Work required:
The answer must consist of every line in the data below that holds the word "ReconcileSummary".

Items from a data source:
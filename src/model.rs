use std::collections::HashMap;

use chrono::{DateTime, Utc};
use serde::{Deserialize, Serialize};

/// Physical medium of a device interface
#[derive(Debug, Clone, Copy, PartialEq, Eq, Serialize, Deserialize)]
#[serde(rename_all = "UPPERCASE")]
pub enum InterfaceType {
    Ethernet,
    Wifi,
    Unknown,
}

impl InterfaceType {
    /// Parse the `interface-type` TXT record value
    pub fn parse(value: &str) -> Option<Self> {
        match value.to_ascii_uppercase().as_str() {
            "ETHERNET" => Some(InterfaceType::Ethernet),
            "WIFI" => Some(InterfaceType::Wifi),
            "UNKNOWN" => Some(InterfaceType::Unknown),
            _ => None,
        }
    }
}

/// One network attachment of a managed device
#[derive(Debug, Clone, PartialEq, Eq, Serialize, Deserialize)]
pub struct DeviceInterface {
    pub ip: Option<String>,
    pub mac: Option<String>,
    pub port: Option<u16>,
    #[serde(rename = "type")]
    pub kind: InterfaceType,
}

impl DeviceInterface {
    /// Two interfaces describe the same attachment iff their MACs are equal
    /// case-insensitively (when both present), else iff (ip, port) are equal.
    pub fn same_interface(&self, other: &DeviceInterface) -> bool {
        match (non_empty(&self.mac), non_empty(&other.mac)) {
            (Some(a), Some(b)) => a.eq_ignore_ascii_case(b),
            _ => self.ip == other.ip && self.port == other.port,
        }
    }
}

/// Extended identity metadata reported by the tray service
#[derive(Debug, Clone, Default, PartialEq, Eq, Serialize, Deserialize)]
pub struct DeviceInfo {
    pub os_name: Option<String>,
    pub os_version: Option<String>,
    pub tray_version: Option<String>,
}

/// Durable identity record for one managed PC
#[derive(Debug, Clone, PartialEq, Eq, Serialize, Deserialize)]
pub struct Device {
    /// Opaque stable identifier; assigned once, never regenerated on update
    pub id: String,
    pub hostname: String,
    #[serde(default, skip_serializing_if = "Option::is_none")]
    pub device_info: Option<DeviceInfo>,
    pub interfaces: Vec<DeviceInterface>,
}

impl Device {
    /// All non-empty MAC addresses across interfaces
    pub fn macs(&self) -> Vec<&str> {
        self.interfaces
            .iter()
            .filter_map(|i| non_empty(&i.mac))
            .collect()
    }

    /// All non-empty IP addresses across interfaces
    pub fn ips(&self) -> Vec<&str> {
        self.interfaces
            .iter()
            .filter_map(|i| non_empty(&i.ip))
            .collect()
    }

    /// Whether the device reports a Windows operating system
    pub fn looks_like_windows(&self) -> bool {
        self.device_info
            .as_ref()
            .and_then(|info| info.os_name.as_deref())
            .is_some_and(|os| os.to_ascii_lowercase().starts_with("windows"))
    }

    /// Fold a fresher record for the same device into this one. Identity is
    /// kept (`id` never changes); non-empty incoming fields win, empty ones
    /// never erase existing data. Interfaces are merged by attachment
    /// identity so the list gains new attachments without duplicating known
    /// ones.
    pub fn absorb(&mut self, incoming: &Device) {
        if !incoming.hostname.is_empty() {
            self.hostname = incoming.hostname.clone();
        }
        if let Some(ref info) = incoming.device_info {
            let merged = self.device_info.get_or_insert_with(DeviceInfo::default);
            if info.os_name.is_some() {
                merged.os_name = info.os_name.clone();
            }
            if info.os_version.is_some() {
                merged.os_version = info.os_version.clone();
            }
            if info.tray_version.is_some() {
                merged.tray_version = info.tray_version.clone();
            }
        }
        for iface in &incoming.interfaces {
            match self
                .interfaces
                .iter_mut()
                .find(|known| known.same_interface(iface))
            {
                Some(known) => {
                    if non_empty(&iface.ip).is_some() {
                        known.ip = iface.ip.clone();
                    }
                    if non_empty(&iface.mac).is_some() {
                        known.mac = iface.mac.clone();
                    }
                    if iface.port.is_some() {
                        known.port = iface.port;
                    }
                    if iface.kind != InterfaceType::Unknown {
                        known.kind = iface.kind;
                    }
                }
                None => self.interfaces.push(iface.clone()),
            }
        }
    }
}

/// Liveness classification of a device
#[derive(Debug, Clone, Copy, PartialEq, Eq, Serialize, Deserialize)]
#[serde(rename_all = "UPPERCASE")]
pub enum DeviceState {
    Unknown,
    Online,
    Offline,
}

/// Action scheduled against a device, serialized with an explicit tag
#[derive(Debug, Clone, PartialEq, Eq, Serialize, Deserialize)]
#[serde(tag = "type")]
pub enum PendingAction {
    None,
    ShutdownScheduled {
        scheduled_at: DateTime<Utc>,
        execute_at: DateTime<Utc>,
        cancellable: bool,
    },
}

impl PendingAction {
    pub fn is_none(&self) -> bool {
        matches!(self, PendingAction::None)
    }
}

/// Ephemeral per-device status, recomputed on every probe cycle
#[derive(Debug, Clone, PartialEq, Eq, Serialize, Deserialize)]
pub struct DeviceStatus {
    pub state: DeviceState,
    pub tray_reachable: bool,
    pub last_seen: DateTime<Utc>,
    pub pending_action: PendingAction,
}

impl DeviceStatus {
    /// Starting status for a device that has never been probed
    pub fn unknown(now: DateTime<Utc>) -> Self {
        Self {
            state: DeviceState::Unknown,
            tray_reachable: false,
            last_seen: now,
            pending_action: PendingAction::None,
        }
    }

    pub fn can_shutdown(&self) -> bool {
        self.state == DeviceState::Online
            && self.tray_reachable
            && self.pending_action.is_none()
    }

    pub fn can_cancel_shutdown(&self) -> bool {
        self.state == DeviceState::Online
            && self.tray_reachable
            && matches!(
                self.pending_action,
                PendingAction::ShutdownScheduled { cancellable: true, .. }
            )
    }

    pub fn can_wakeup(&self, device: &Device) -> bool {
        self.state == DeviceState::Offline && !device.macs().is_empty()
    }
}

/// Closed classification of a single TCP connect attempt
#[derive(Debug, Clone, Copy, PartialEq, Eq, Serialize, Deserialize)]
#[serde(rename_all = "SCREAMING_SNAKE_CASE")]
pub enum ConnectionResult {
    /// Tray port answered
    Ok,
    /// Fallback port answered; host up, tray not listening
    OkFallback,
    /// Connection actively refused; host up, nothing listening
    ConnectError,
    /// Definitive: host is off or unrouted
    HostUnreachable,
    /// Ambiguous: nothing answered within the timeout
    TimeoutError,
    UnknownError,
}

impl ConnectionResult {
    /// Strict total rank used to pick the best outcome across interfaces
    pub fn rank(&self) -> u8 {
        match self {
            ConnectionResult::Ok => 100,
            ConnectionResult::OkFallback => 50,
            ConnectionResult::ConnectError
            | ConnectionResult::HostUnreachable
            | ConnectionResult::TimeoutError
            | ConnectionResult::UnknownError => 0,
        }
    }
}

/// Outcome of probing one device
#[derive(Debug, Clone)]
pub struct ProbeResult {
    pub ip: String,
    pub port: u16,
    pub mac: Option<String>,
    pub result: ConnectionResult,
    pub duration_ms: u64,
    /// Refreshed identity payload when the INFO exchange succeeded
    pub device: Option<Device>,
}

/// One raw service advertisement as received from passive discovery
#[derive(Debug, Clone, PartialEq, Eq)]
pub struct DiscoveredServiceEntry {
    pub device_id: String,
    pub name: String,
    pub service_type: String,
    pub ip: String,
    pub port: u16,
    pub txt_records: HashMap<String, String>,
}

/// One advertised network endpoint of a discovered device
#[derive(Debug, Clone, PartialEq, Eq)]
pub struct DiscoveredEndpoint {
    pub ip: String,
    pub port: u16,
    pub mac: Option<String>,
    pub kind: Option<InterfaceType>,
}

/// All advertisements sharing a device id, grouped into one record
#[derive(Debug, Clone, PartialEq, Eq)]
pub struct DiscoveredDevice {
    pub device_id: String,
    pub endpoints: Vec<DiscoveredEndpoint>,
    pub txt_records: HashMap<String, String>,
}

/// Treat whitespace-only strings the same as absent ones
pub(crate) fn non_empty(value: &Option<String>) -> Option<&str> {
    value.as_deref().map(str::trim).filter(|s| !s.is_empty())
}
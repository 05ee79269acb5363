use chrono::{DateTime, Utc};

use crate::model::{
    ConnectionResult, DeviceState, DeviceStatus, PendingAction, ProbeResult,
};

// Hysteresis tuning. A fast refresh cadence tolerates a proportionally wider
// miss window; a slow one trusts each probe more. Carried over from the
// original tuning, not derived from anything.
pub const FAST_REFRESH_MAX_SECS: u64 = 15;
pub const NORMAL_REFRESH_MAX_SECS: u64 = 30;
pub const FAST_REFRESH_MULTIPLIER: f64 = 1.5;
pub const NORMAL_REFRESH_MULTIPLIER: f64 = 1.0;
pub const SLOW_REFRESH_MULTIPLIER: f64 = 0.5;

/// Turns a connect outcome plus prior status into a new status. Pure state
/// machine; ambiguous outcomes keep the previous state inside a confidence
/// window so a single missed probe never flaps the device offline.
#[derive(Debug, Clone)]
pub struct StatusResolver {
    pub fast_multiplier: f64,
    pub normal_multiplier: f64,
    pub slow_multiplier: f64,
}

impl Default for StatusResolver {
    fn default() -> Self {
        Self {
            fast_multiplier: FAST_REFRESH_MULTIPLIER,
            normal_multiplier: NORMAL_REFRESH_MULTIPLIER,
            slow_multiplier: SLOW_REFRESH_MULTIPLIER,
        }
    }
}

impl StatusResolver {
    pub fn confidence_multiplier(&self, refresh_interval_secs: u64) -> f64 {
        if refresh_interval_secs <= FAST_REFRESH_MAX_SECS {
            self.fast_multiplier
        } else if refresh_interval_secs <= NORMAL_REFRESH_MAX_SECS {
            self.normal_multiplier
        } else {
            self.slow_multiplier
        }
    }

    pub fn compute(
        &self,
        previous: &DeviceStatus,
        probe: &ProbeResult,
        refresh_interval_secs: u64,
        now: DateTime<Utc>,
    ) -> DeviceStatus {
        let (state, tray_reachable, last_seen) = match probe.result {
            ConnectionResult::Ok => (DeviceState::Online, true, now),
            // Host confirmed up, tray service not answering.
            ConnectionResult::OkFallback | ConnectionResult::ConnectError => {
                (DeviceState::Online, false, now)
            }
            // Certain outcome: no grace period.
            ConnectionResult::HostUnreachable => {
                (DeviceState::Offline, false, previous.last_seen)
            }
            ConnectionResult::TimeoutError | ConnectionResult::UnknownError => {
                let window_ms = (self.confidence_multiplier(refresh_interval_secs)
                    * refresh_interval_secs as f64
                    * 1000.0) as i64;
                let elapsed_ms = (now - previous.last_seen).num_milliseconds();
                if elapsed_ms <= window_ms {
                    (previous.state, previous.tray_reachable, previous.last_seen)
                } else {
                    (DeviceState::Offline, false, previous.last_seen)
                }
            }
        };

        // A pending shutdown only survives while the device stays online.
        let pending_action = if state == DeviceState::Online {
            previous.pending_action.clone()
        } else {
            PendingAction::None
        };

        DeviceStatus {
            state,
            tray_reachable,
            last_seen,
            pending_action,
        }
    }
}
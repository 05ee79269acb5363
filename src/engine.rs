//! Facade tying the store, scheduler and network operations together.

use std::collections::HashMap;
use std::net::{IpAddr, SocketAddr};
use std::sync::{Arc, Mutex};
use std::time::Duration;

use chrono::Utc;
use tokio::sync::mpsc;
use tokio_util::sync::CancellationToken;
use tracing::{debug, info, warn};

use crate::config::{ProbeConfig, Settings};
use crate::errors::LanWakeError;
use crate::model::{
    non_empty, Device, DeviceState, DeviceStatus, DiscoveredServiceEntry, PendingAction,
};
use crate::net::{broadcast, wol};
use crate::probe::TcpProber;
use crate::reconcile::discovery::{self, DeviceTransformResult};
use crate::reconcile::matcher;
use crate::scheduler::{ProbeScheduler, StatusUpdate};
use crate::store::DeviceStore;
use crate::tray;

/// Outcome of folding one discovery batch into the store
#[derive(Debug, Default, Clone, PartialEq, Eq)]
pub struct ReconcileSummary {
    pub added: usize,
    pub updated: usize,
    pub rejected: usize,
}

/// Central facade for managing the device fleet
pub struct DeviceEngine {
    store: Arc<dyn DeviceStore>,
    scheduler: ProbeScheduler,
    settings: Settings,
    statuses: Mutex<HashMap<String, DeviceStatus>>,
}

impl DeviceEngine {
    pub fn new(
        store: Arc<dyn DeviceStore>,
        prober: Arc<dyn TcpProber>,
        config: ProbeConfig,
        settings: Settings,
    ) -> (Self, mpsc::Receiver<StatusUpdate>) {
        let (scheduler, updates) = ProbeScheduler::new(prober, config);
        (
            Self {
                store,
                scheduler,
                settings,
                statuses: Mutex::new(HashMap::new()),
            },
            updates,
        )
    }

    /// Current status of a device, `UNKNOWN` if it was never probed
    pub fn status_of(&self, device_id: &str) -> DeviceStatus {
        self.statuses
            .lock()
            .expect("status map poisoned")
            .get(device_id)
            .cloned()
            .unwrap_or_else(|| DeviceStatus::unknown(Utc::now()))
    }

    /// Record a published update and fold any refreshed identity payload
    /// back into the store (in place, keyed by id).
    pub async fn apply_update(&self, update: StatusUpdate) -> Result<(), LanWakeError> {
        self.statuses
            .lock()
            .expect("status map poisoned")
            .insert(update.device_id.clone(), update.status);

        if let Some(refreshed) = update.refreshed {
            let mut devices = self.store.load().await?;
            if let Some(existing) = devices.iter_mut().find(|d| d.id == refreshed.id) {
                existing.absorb(&refreshed);
                self.store.save(&devices).await?;
            }
        }
        Ok(())
    }

    /// Snapshot of the stored device list
    pub async fn find_all(&self) -> Result<Vec<Device>, LanWakeError> {
        self.store.load().await
    }

    /// Look a device up by id or (case-insensitive) hostname
    pub async fn find_device(&self, key: &str) -> Result<Device, LanWakeError> {
        self.store
            .load()
            .await?
            .into_iter()
            .find(|d| d.id == key || d.hostname.eq_ignore_ascii_case(key))
            .ok_or_else(|| LanWakeError::UnknownDevice(key.to_string()))
    }

    /// Schedule a probe for every stored device. Publication is incremental;
    /// callers drain the update receiver.
    pub async fn refresh_all(&self) -> Result<(), LanWakeError> {
        let devices = self.store.load().await?;
        let prefix = self.subnet_prefix()?;
        debug!(count = devices.len(), prefix = %prefix, "refreshing all devices");
        let batch: Vec<_> = devices
            .into_iter()
            .map(|d| {
                let previous = self.status_of(&d.id);
                (d, previous)
            })
            .collect();
        self.scheduler
            .schedule_batch(batch, &prefix, self.settings.auto_refresh_interval_secs);
        Ok(())
    }

    /// Schedule a probe for one device, replacing any in-flight job for it
    pub async fn refresh_device(&self, key: &str) -> Result<(), LanWakeError> {
        let device = self.find_device(key).await?;
        let prefix = self.subnet_prefix()?;
        let previous = self.status_of(&device.id);
        self.scheduler.schedule(
            device,
            previous,
            prefix,
            self.settings.auto_refresh_interval_secs,
        );
        Ok(())
    }

    /// Periodic refresh loop: sleep, trigger a batch, repeat. Runs until
    /// cancelled or auto-refresh is disabled.
    pub async fn auto_refresh_loop(&self, cancel: CancellationToken) {
        while self.settings.auto_refresh_enabled {
            tokio::select! {
                () = cancel.cancelled() => break,
                () = tokio::time::sleep(Duration::from_secs(
                    self.settings.auto_refresh_interval_secs,
                )) => {}
            }
            if cancel.is_cancelled() {
                break;
            }
            if let Err(err) = self.refresh_all().await {
                warn!(%err, "auto refresh failed");
            }
        }
        self.scheduler.cancel_all();
    }

    /// Send a Wake-on-LAN packet for the device. Requires the device to be
    /// offline and to carry at least one MAC.
    pub async fn wake(&self, key: &str) -> Result<(), LanWakeError> {
        let device = self.find_device(key).await?;
        let status = self.status_of(&device.id);
        if !status.can_wakeup(&device) {
            return Err(LanWakeError::Other(format!(
                "'{}' is not in a wakeable state",
                device.hostname
            )));
        }
        let mac_str = device
            .macs()
            .first()
            .map(ToString::to_string)
            .ok_or_else(|| LanWakeError::NoMacAddress(device.hostname.clone()))?;
        let mac = wol::parse_mac(&mac_str)
            .ok_or_else(|| LanWakeError::NoMacAddress(device.hostname.clone()))?;
        let target = broadcast::resolve_broadcast_address()?;
        wol::send_magic_packet(mac, target).await?;
        info!(hostname = %device.hostname, %target, "wake-on-lan sent");
        Ok(())
    }

    /// Ask the tray to schedule a shutdown with the configured delay.
    /// `true` iff the tray acknowledged; no automatic retry.
    pub async fn shutdown(&self, key: &str) -> Result<bool, LanWakeError> {
        let device = self.find_device(key).await?;
        let status = self.status_of(&device.id);
        if !status.can_shutdown() {
            return Ok(false);
        }
        let addr = self.tray_addr(&device)?;
        let acked = tray::send_shutdown(
            addr,
            self.settings.shutdown_delay_amount,
            self.settings.shutdown_delay_unit,
            Duration::from_millis(self.settings.socket_timeout_ms),
        )
        .await?;
        if acked {
            let now = Utc::now();
            let delay = self
                .settings
                .shutdown_delay_unit
                .to_seconds(self.settings.shutdown_delay_amount);
            let mut statuses = self.statuses.lock().expect("status map poisoned");
            if let Some(entry) = statuses.get_mut(&device.id) {
                entry.pending_action = PendingAction::ShutdownScheduled {
                    scheduled_at: now,
                    execute_at: now + chrono::Duration::seconds(delay as i64),
                    cancellable: true,
                };
            }
            info!(hostname = %device.hostname, delay_secs = delay, "shutdown scheduled");
        }
        Ok(acked)
    }

    /// Cancel a pending shutdown. `true` iff the tray acknowledged.
    pub async fn cancel_shutdown(&self, key: &str) -> Result<bool, LanWakeError> {
        let device = self.find_device(key).await?;
        let status = self.status_of(&device.id);
        if !status.can_cancel_shutdown() {
            return Ok(false);
        }
        let addr = self.tray_addr(&device)?;
        let acked =
            tray::send_cancel(addr, Duration::from_millis(self.settings.socket_timeout_ms))
                .await?;
        if acked {
            let mut statuses = self.statuses.lock().expect("status map poisoned");
            if let Some(entry) = statuses.get_mut(&device.id) {
                entry.pending_action = PendingAction::None;
            }
            info!(hostname = %device.hostname, "shutdown cancelled");
        }
        Ok(acked)
    }

    /// Fold a batch of raw discovery records into the store: matched devices
    /// are updated in place (never duplicated), unmatched valid ones are
    /// inserted, rejected ones are counted.
    pub async fn ingest_discovered(
        &self,
        entries: &[DiscoveredServiceEntry],
    ) -> Result<ReconcileSummary, LanWakeError> {
        let mut devices = self.store.load().await?;
        let mut summary = ReconcileSummary::default();

        for result in discovery::reconcile(entries) {
            match result {
                DeviceTransformResult::Ok(incoming) => {
                    let matched_id =
                        matcher::find_match(&incoming, &devices).map(|d| d.id.clone());
                    match matched_id {
                        Some(id) => {
                            if let Some(existing) = devices.iter_mut().find(|d| d.id == id) {
                                existing.absorb(&incoming);
                                summary.updated += 1;
                            }
                        }
                        None => {
                            debug!(hostname = %incoming.hostname, "new device discovered");
                            devices.push(incoming);
                            summary.added += 1;
                        }
                    }
                }
                DeviceTransformResult::Outdated { reason, raw }
                | DeviceTransformResult::Invalid { reason, raw } => {
                    warn!(device_id = %raw.device_id, ?reason, "discovery record rejected");
                    summary.rejected += 1;
                }
            }
        }

        self.store.save(&devices).await?;
        Ok(summary)
    }

    /// Whether the device is currently believed online
    pub fn is_online(&self, device_id: &str) -> bool {
        self.status_of(device_id).state == DeviceState::Online
    }

    fn subnet_prefix(&self) -> Result<String, LanWakeError> {
        broadcast::local_network()?
            .map(|net| net.subnet_prefix())
            .ok_or(LanWakeError::NoNetworkInterface)
    }

    /// Address of the tray service: prefer a subnet-local interface, fall
    /// back to the first one with an address.
    fn tray_addr(&self, device: &Device) -> Result<SocketAddr, LanWakeError> {
        let prefix = self.subnet_prefix().unwrap_or_default();
        let iface = device
            .interfaces
            .iter()
            .find(|i| non_empty(&i.ip).is_some_and(|ip| ip.starts_with(&prefix)))
            .or_else(|| {
                device
                    .interfaces
                    .iter()
                    .find(|i| non_empty(&i.ip).is_some())
            })
            .ok_or_else(|| {
                LanWakeError::Other(format!("'{}' has no usable interface", device.hostname))
            })?;
        let ip: IpAddr = non_empty(&iface.ip)
            .and_then(|s| s.parse().ok())
            .ok_or_else(|| {
                LanWakeError::Other(format!("'{}' has no parsable address", device.hostname))
            })?;
        Ok(SocketAddr::new(
            ip,
            iface.port.unwrap_or(crate::config::DEFAULT_TRAY_PORT),
        ))
    }
}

Exercise output:
pub struct ReconcileSummary {
    ) -> Result<ReconcileSummary, LanWakeError> {
        let mut summary = ReconcileSummary::default();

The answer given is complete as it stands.